Önündeki her şey Xie Bi An'a tamamen yabancı bir yerde olduğunu gösteriyordu. Onun için çok tuhaf bir deneyimdi. Ama sanki yer değiştirmiş gibi hissetmiyordu, burada değilse nerede olması gerektiğini bilemiyordu. Kim olduğunu biliyormuş ama aslında bilmiyormuş gibi, zihni karmaşa içindeydi.
Bu yerle ilgili kendisine tanıdık gelen tek şey, kendi yaptıklarının aynısı olan tütsünün içindeki orkide kokusuydu.
"Ne düşünüyorsun?"
Arkasından gelen ses Xie Bi An'ın tüylerini diken diken etti.
Arkasındaki adam ne zaman buraya gelmişti? Hayır, aslında o adam başlangıçtan beri oradaydı.
Bildiği bir sonraki şey, iki güçlü kolun kendisini sımsıkı sarmış olduğuydu. Sırtı sıcak, geniş bir göğse dayanmıştı ve adamın nefesi sıcak bir rüzgar gibi ensesinden aşağı doğru iniyordu. Şaşkınlıkla başını arkaya çevirdi. Tam önünde bir yüz vardı ama net olarak seçemiyordu.
"Hm? Ne düşünüyorsun? Beni özledin mi?"
Adamın sesi tembel ve biraz boğuktu. Ses tonu evcil hayvanına sataşıyormuş gibiydi, en ufak bir saygı ibaresi yoktu.
Xie Bi An'ın hala kafası karışıktı ve içgüdüsel olarak bu kişiden uzak durmak istiyordu ama mücadele etmesine rağmen adam tarafından daha da sıkı sarınıp sarmalanıyordu.
"Ne, konuşamıyor musun?" dedi adam ve kulağına alaycı bir kahkaha ilişti, "Dilsiz değilsin, biraz önce çok tatlı sesler çıkarmıyor muydun?"
Bu adam kim ve neyden bahsediyor?
"Küçükken öfkelendiğimde, benimle ne kadar alay edersen et inat edip konuşmayı reddediyordum. Bana hep çocuksu olduğumu söylüyordun."
Adam, Xie Bi An'ın kulak memesini nazikçe yalamaya başladı ve usulca dişlerinin arasına aldı, "Neden sen de çocuklaştın, Dage?"
"Dage" kelimesi Xie Bi An'ın üstüne yıldırım düşmüş gibi hissetmesine neden oldu.
Adamın büyük eli aniden aşağı doğru indi, yorganın içine girdi ve Xie Bi An'ın erkekliğini kavradı.
Xie Bi An o kadar korkmuştu ki, titriyordu, direnmeye çalışıyordu ama hiç enerjisi kalmamıştı. Daha önce hiç kimse o bölgesine dokunmamıştı. Bu adam ne yapmaya çalışıyordu?
"Tekrar sertleşebilir misin ki? Bence evet," dedi adam, alaycı bir şekilde gülerken Xie Bi An'ın erkekliğini okşamaya devam etti, "Genellikle hep ciddi görünürsün ama içine iki kez girmiş olmama rağmen hala sertleşebiliyorsun. Ne kadar da müstehcen. Hep söylediklerinden çok farklı davranıyorsun."

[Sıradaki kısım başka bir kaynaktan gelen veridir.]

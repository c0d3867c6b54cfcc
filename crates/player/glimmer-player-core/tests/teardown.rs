//! Resource teardown: ordering, idempotence, targeted dispose.

use glimmer_player_core::{
    DisplayHost, DisplayOptions, HostEngine, LoadOptions, PlayerConfig, ResourceKind, SceneSource,
};
use glimmer_test_fixtures::{simple_scene, MockHostEngine, MockSceneLoader};

// simple_scene: 2 sprite items x (2 buffers + geometry + material + mesh)
// plus one scene texture.
const RESOURCES_PER_COMPOSITION: usize = 2 * 5 + 1;

fn make_display(host: &mut MockHostEngine) -> DisplayHost {
    let mut display = DisplayHost::new(PlayerConfig::default()).unwrap();
    let entity = host.create_entity(None);
    display.initialize(
        host,
        DisplayOptions {
            entity,
            width: 512,
            height: 512,
            interactive: false,
        },
    );
    display
}

fn load_one(
    display: &mut DisplayHost,
    loader: &mut MockSceneLoader,
    host: &mut MockHostEngine,
    name: &str,
) {
    display
        .load_scene(
            loader,
            SceneSource::Scene(Box::new(simple_scene(name))),
            LoadOptions::default(),
        )
        .unwrap();
    display.pump(loader, host);
}

#[test]
fn dispose_destroys_kinds_in_dependency_order() {
    let mut host = MockHostEngine::new();
    let mut loader = MockSceneLoader::new();
    let mut display = make_display(&mut host);
    load_one(&mut display, &mut loader, &mut host, "a");

    display.dispose(&mut host);

    assert_eq!(host.destroyed.len(), RESOURCES_PER_COMPOSITION);
    let order = ResourceKind::TEARDOWN_ORDER;
    let position = |kind: ResourceKind| order.iter().position(|k| *k == kind).unwrap();
    let kinds: Vec<usize> = host.destroyed.iter().map(|h| position(h.kind)).collect();
    let mut sorted = kinds.clone();
    sorted.sort_unstable();
    assert_eq!(kinds, sorted, "destroy calls must follow teardown order");
    // The composition root entity goes away too.
    assert_eq!(host.entities_destroyed.len(), 1);
}

#[test]
fn double_dispose_is_a_noop() {
    let mut host = MockHostEngine::new();
    let mut loader = MockSceneLoader::new();
    let mut display = make_display(&mut host);
    load_one(&mut display, &mut loader, &mut host, "a");

    display.dispose(&mut host);
    let first_round = host.destroyed.len();
    let first_entities = host.entities_destroyed.len();
    assert!(first_round > 0);

    display.dispose(&mut host);
    assert_eq!(host.destroyed.len(), first_round, "no second destroy round");
    assert_eq!(host.entities_destroyed.len(), first_entities);
}

#[test]
fn targeted_dispose_keeps_the_rest_alive_and_resumes() {
    let mut host = MockHostEngine::new();
    let mut loader = MockSceneLoader::new();
    let mut display = make_display(&mut host);
    for name in ["a", "b", "c"] {
        load_one(&mut display, &mut loader, &mut host, name);
    }

    display
        .dispose_composition("b", &mut host, &mut loader)
        .unwrap();

    assert_eq!(display.get_compositions().len(), 2);
    assert!(display.get_composition_by_name("b").is_none());
    // Only b's resources were released.
    assert_eq!(host.destroyed.len(), RESOURCES_PER_COMPOSITION);
    // The implicit resume reloads the two survivors, once each.
    assert_eq!(loader.reload_begins, 2);

    display.pump(&mut loader, &mut host);
    assert!(!display.is_paused());

    // The survivors keep ticking.
    let before: Vec<f32> = display.get_compositions().iter().map(|c| c.time()).collect();
    display.tick(16.0, &mut host);
    let after: Vec<f32> = display.get_compositions().iter().map(|c| c.time()).collect();
    for (b, a) in before.iter().zip(&after) {
        assert!(a > b, "composition should keep advancing after targeted dispose");
    }
}

#[test]
fn targeted_dispose_can_skip_the_implicit_resume() {
    let mut host = MockHostEngine::new();
    let mut loader = MockSceneLoader::new();
    let cfg = PlayerConfig::default().with_resume_on_targeted_dispose(false);
    let mut display = DisplayHost::new(cfg).unwrap();
    let entity = host.create_entity(None);
    display.initialize(
        &mut host,
        DisplayOptions {
            entity,
            width: 512,
            height: 512,
            interactive: false,
        },
    );
    for name in ["a", "b"] {
        load_one(&mut display, &mut loader, &mut host, name);
    }

    display
        .dispose_composition("a", &mut host, &mut loader)
        .unwrap();

    assert_eq!(display.get_compositions().len(), 1);
    assert_eq!(loader.reload_begins, 0);
    assert!(display.is_paused(), "stays paused until an explicit resume");
}

#[test]
fn destroy_current_compositions_resets_index_numbering() {
    let mut host = MockHostEngine::new();
    let mut loader = MockSceneLoader::new();
    let mut display = make_display(&mut host);
    for name in ["a", "b"] {
        load_one(&mut display, &mut loader, &mut host, name);
    }

    display.destroy_current_compositions(&mut host);
    assert!(display.get_compositions().is_empty());
    assert_eq!(display.base_composition_index(), 0);
    assert!(!display.is_disposed());

    load_one(&mut display, &mut loader, &mut host, "fresh");
    assert_eq!(display.get_composition_by_name("fresh").unwrap().index(), 0);
}

#[test]
fn disposal_is_scoped_per_composition() {
    let mut host = MockHostEngine::new();
    let mut loader = MockSceneLoader::new();
    let mut display = make_display(&mut host);
    for name in ["a", "b"] {
        load_one(&mut display, &mut loader, &mut host, name);
    }
    assert_eq!(host.created.len(), 2 * RESOURCES_PER_COMPOSITION);

    display
        .dispose_composition("a", &mut host, &mut loader)
        .unwrap();

    // b's resources are untouched; factories are never shared.
    assert_eq!(host.destroyed.len(), RESOURCES_PER_COMPOSITION);
    let b = display.get_composition_by_name("b").unwrap();
    assert_eq!(b.instance().resources().total(), RESOURCES_PER_COMPOSITION);
}
//! Ordered render passes assembled each tick.

use crate::host::MeshHandle;

/// One render pass: the meshes to submit this tick, in traversal order.
/// Actual draw order is decided by the host from each mesh's priority.
#[derive(Clone, Debug)]
pub struct RenderPass {
    pub name: String,
    pub meshes: Vec<MeshHandle>,
}

impl RenderPass {
    pub fn new(name: impl Into<String>) -> Self {
        Self {
            name: name.into(),
            meshes: Vec::new(),
        }
    }
}

/// Ordered list of render passes. Pass 0 is the default pass, cleared and
/// rebuilt every tick; the frame is never retained across ticks without a
/// rebuild.
#[derive(Clone, Debug)]
pub struct RenderFrame {
    passes: Vec<RenderPass>,
}

impl RenderFrame {
    pub fn new() -> Self {
        Self {
            passes: vec![RenderPass::new("default")],
        }
    }

    /// Clear the default pass's mesh list at the start of `prepare_render`.
    pub fn begin_frame(&mut self) {
        self.passes[0].meshes.clear();
    }

    pub fn add_mesh_to_default_pass(&mut self, mesh: MeshHandle) {
        self.passes[0].meshes.push(mesh);
    }

    pub fn default_pass(&self) -> &RenderPass {
        &self.passes[0]
    }

    pub fn passes(&self) -> &[RenderPass] {
        &self.passes
    }

    pub fn mesh_count(&self) -> usize {
        self.passes.iter().map(|p| p.meshes.len()).sum()
    }
}

impl Default for RenderFrame {
    fn default() -> Self {
        Self::new()
    }
}
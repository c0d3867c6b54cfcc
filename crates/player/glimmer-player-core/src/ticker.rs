//! Virtual-frame clock driving the display host's per-frame callback.
//!
//! The ticker owns no thread: the embedder feeds it elapsed wall time via
//! `advance`, and it decides when a virtual frame is due. One ticker is
//! shared by every composition of a display host, so a frame-rate downgrade
//! from one scene lowers the rate for all of them.

/// Accumulating virtual-frame clock.
#[derive(Debug)]
pub struct Ticker {
    fps: u32,
    interval_ms: f32,
    running: bool,
    paused: bool,
    accumulated_ms: f32,
}

impl Ticker {
    pub const DEFAULT_FPS: u32 = 60;

    /// Create a stopped ticker at the given virtual frame rate.
    pub fn new(fps: u32) -> Self {
        let fps = fps.max(1);
        Self {
            fps,
            interval_ms: 1000.0 / fps as f32,
            running: false,
            paused: false,
            accumulated_ms: 0.0,
        }
    }

    #[inline]
    pub fn fps(&self) -> u32 {
        self.fps
    }

    /// Change the virtual frame rate. Accumulated time is kept so a pending
    /// frame is not lost across a downgrade.
    pub fn set_fps(&mut self, fps: u32) {
        let fps = fps.max(1);
        self.fps = fps;
        self.interval_ms = 1000.0 / fps as f32;
    }

    /// Start (or restart) ticking. Clears the paused state.
    pub fn start(&mut self) {
        self.running = true;
        self.paused = false;
    }

    /// Pause frame generation without discarding clock state.
    pub fn pause(&mut self) {
        self.paused = true;
    }

    /// Resume after a pause. No-op when not paused.
    pub fn resume(&mut self) {
        self.paused = false;
    }

    /// Stop the clock entirely; `start` is required to tick again.
    pub fn stop(&mut self) {
        self.running = false;
        self.accumulated_ms = 0.0;
    }

    #[inline]
    pub fn is_running(&self) -> bool {
        self.running
    }

    /// Paused is observable whenever frames are not being generated.
    #[inline]
    pub fn is_paused(&self) -> bool {
        !self.running || self.paused
    }

    /// Feed elapsed wall-clock milliseconds. Returns the virtual-frame delta
    /// when a frame is due, consuming the accumulated time.
    pub fn advance(&mut self, elapsed_ms: f32) -> Option<f32> {
        if self.is_paused() {
            return None;
        }
        self.accumulated_ms += elapsed_ms.max(0.0);
        // Small tolerance so a 16.66ms frame fires on a 16.6ms step.
        if self.accumulated_ms + 0.1 >= self.interval_ms {
            let dt = self.accumulated_ms;
            self.accumulated_ms = 0.0;
            Some(dt)
        } else {
            None
        }
    }
}

impl Default for Ticker {
    fn default() -> Self {
        Self::new(Self::DEFAULT_FPS)
    }
}
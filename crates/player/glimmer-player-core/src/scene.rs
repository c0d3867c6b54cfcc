//! Scene data contract and the external scene-loader seam.
//!
//! The loader is the asynchronous collaborator: loads and texture reloads
//! are begun with a request id and polled to completion by the display
//! host's `pump`, outside the tick's critical section. The runtime performs
//! no IO of its own.

use serde::{Deserialize, Serialize};

use crate::host::TextureHandle;
use crate::ids::RequestId;

/// Render quality tier a scene was authored for.
#[derive(Copy, Clone, Debug, Default, Eq, PartialEq, Serialize, Deserialize)]
pub enum RenderLevel {
    S,
    #[default]
    A,
    /// Low tier: loading such a scene downgrades the shared ticker to the
    /// reduced frame rate.
    B,
}

/// What happens when a composition's clock passes its duration.
#[derive(Copy, Clone, Debug, Default, Eq, PartialEq, Serialize, Deserialize)]
pub enum EndBehavior {
    /// Hold the last frame.
    #[default]
    Freeze,
    /// Wrap the clock and restart the item tree.
    Restart,
    /// Self-destroy; dropped from the live list on the next tick.
    Dispose,
}

#[derive(Copy, Clone, Debug, Default, Eq, PartialEq, Serialize, Deserialize)]
pub enum TextureWrap {
    #[default]
    Clamp,
    Repeat,
    Mirror,
}

#[derive(Copy, Clone, Debug, Default, Eq, PartialEq, Serialize, Deserialize)]
pub enum TextureFilter {
    Point,
    #[default]
    Bilinear,
}

/// Where a texture's pixels come from.
#[derive(Clone, Debug, PartialEq, Serialize, Deserialize)]
pub enum TextureSource {
    /// 1x1 white placeholder.
    None,
    Data { width: u32, height: u32 },
    Image { url: String },
    Video { url: String },
}

/// Loader-provided texture creation options.
#[derive(Clone, Debug, Serialize, Deserialize)]
pub struct TextureOptions {
    pub name: String,
    pub source: TextureSource,
    pub wrap: TextureWrap,
    pub filter: TextureFilter,
    pub flip_y: bool,
}

impl TextureOptions {
    /// 1x1 white texture, the renderer fallback.
    pub fn empty(name: impl Into<String>) -> Self {
        Self {
            name: name.into(),
            source: TextureSource::None,
            wrap: TextureWrap::Clamp,
            filter: TextureFilter::Bilinear,
            flip_y: false,
        }
    }
}

/// Renderable content kind of an item.
#[derive(Copy, Clone, Debug, Eq, PartialEq, Hash, Serialize, Deserialize)]
pub enum RendererKind {
    Sprite,
    Text,
    Mesh,
}

/// Parsed renderer content of an item.
#[derive(Clone, Debug, Serialize, Deserialize)]
pub struct RendererSpec {
    pub kind: RendererKind,
    /// Render order within the composition.
    pub local_priority: u32,
    /// Index into the scene's `texture_options`, if textured.
    pub texture: Option<usize>,
    pub size: [f32; 2],
}

/// How a hit on an interactive item is handled.
#[derive(Copy, Clone, Debug, Eq, PartialEq, Serialize, Deserialize)]
pub enum InteractBehavior {
    /// Emit a `click` event on the host surface.
    Notify,
    /// Resume the player (the documented tap-to-resume path).
    ResumePlayer,
}

/// Parsed interaction content of an item. Bounds are a normalized
/// `[x, y, width, height]` rectangle; hit geometry beyond that is the
/// loader's concern.
#[derive(Clone, Debug, Serialize, Deserialize)]
pub struct InteractSpec {
    pub behavior: InteractBehavior,
    pub bounds: [f32; 4],
}

/// One node of a parsed scene's item tree.
#[derive(Clone, Debug, Serialize, Deserialize)]
pub struct ItemSpec {
    pub id: String,
    pub name: String,
    /// Seconds into the composition before the item activates.
    pub delay: f32,
    /// Seconds the item stays active.
    pub duration: f32,
    pub content: Option<RendererSpec>,
    pub interact: Option<InteractSpec>,
    /// Children, including referenced pre-composition content inlined by
    /// the loader.
    pub children: Vec<ItemSpec>,
}

impl ItemSpec {
    pub fn new(id: impl Into<String>, name: impl Into<String>) -> Self {
        Self {
            id: id.into(),
            name: name.into(),
            delay: 0.0,
            duration: f32::MAX,
            content: None,
            interact: None,
            children: Vec::new(),
        }
    }
}

/// Load-time measurements reported by the loader.
#[derive(Clone, Debug, Default, Serialize, Deserialize)]
pub struct SceneStatistic {
    pub load_time_ms: f64,
}

/// A parsed, playable scene description, as returned by the loader.
#[derive(Clone, Debug, Serialize, Deserialize)]
pub struct Scene {
    pub name: String,
    /// Composition duration in seconds.
    pub duration: f32,
    pub end_behavior: EndBehavior,
    pub render_level: RenderLevel,
    pub items: Vec<ItemSpec>,
    pub texture_options: Vec<TextureOptions>,
    pub statistic: SceneStatistic,
}

/// What a load request points at.
#[derive(Clone, Debug, Serialize, Deserialize)]
pub enum SceneSource {
    Url(String),
    Json(serde_json::Value),
    /// Already-parsed scene, passed through untouched.
    Scene(Box<Scene>),
}

/// Options applied when loading a scene into a composition.
#[derive(Clone, Debug, Serialize, Deserialize)]
pub struct LoadOptions {
    /// Start playing as soon as the load finalizes.
    pub autoplay: bool,
    /// Keep the composition's root entity facing the host camera.
    pub billboard: bool,
    /// Base draw-order offset of the composition's priority band.
    pub priority: i32,
    pub speed: f32,
    /// Environment tag forwarded to the loader.
    pub env: String,
}

impl Default for LoadOptions {
    fn default() -> Self {
        Self {
            autoplay: true,
            billboard: false,
            priority: 0,
            speed: 1.0,
            env: String::new(),
        }
    }
}

/// Poll result of a pending scene load.
#[derive(Clone, Debug)]
pub enum LoadPoll {
    Pending,
    Ready(Scene),
    Failed(String),
}

/// Poll result of a pending texture reload.
#[derive(Clone, Debug)]
pub enum ReloadPoll {
    Pending,
    Done,
    Failed(String),
}

/// External scene loader. Implementations own the network fetch and parse;
/// the runtime only begins requests and polls them from its scheduler step.
pub trait SceneLoader {
    fn begin_load(&mut self, request: RequestId, source: &SceneSource, options: &LoadOptions);
    fn poll_load(&mut self, request: RequestId) -> LoadPoll;
    /// Begin refetching the given textures after an offload.
    fn begin_texture_reload(&mut self, request: RequestId, textures: &[TextureHandle]);
    fn poll_reload(&mut self, request: RequestId) -> ReloadPoll;
}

Bu sözler Xie Bi An'ı o kadar utandırmıştı ki, hemen oradan kaçmak istiyordu. Daha korkutucu olan ise, bedeninin gerçekten de o adama tepki veriyor olmasıydı. Hangi cehennemdeydi, şu anda ne yaşıyordu ve bu kişi neden ona bu tür şeyleri yapıyordu?
Adam Xie Bi An'ın çenesini tuttu ve dudaklarını emmeye başladı. Bu öpücük sevgi dolu, sert, vahşi ve çapkındı; sanki adam onun yalnızca dudaklarını değil de tüm bedenini yiyip bitirmeye çalışıyormuş gibiydi. Öpücük öyle derin ve uzundu ki; neyin talep edildiğini, neyin değiş tokuş edildiğini, neyin ağzının içine döküldüğünü anlayabiliyordu ― tüm algıları tamamen açıktı. Çok gerçekçiydi, vazgeçmesi ve dudaklarından ayrılması çok zordu, sanki dünyanın en yakın iki insanı birbirine bağlanmış gibiydi.
Xie Bi An bir adamı öptüğüne inanamıyordu ama bu öpücük ona hiç de yabancı değildi.
Daha sonra yüzüstü bir şekilde yatağa doğru bastırıldı. Adamın beş parmağı tam başının üstündeydi, kulaklarına bir emir cümlesi ilişti, "Kalçanı yukarı kaldır."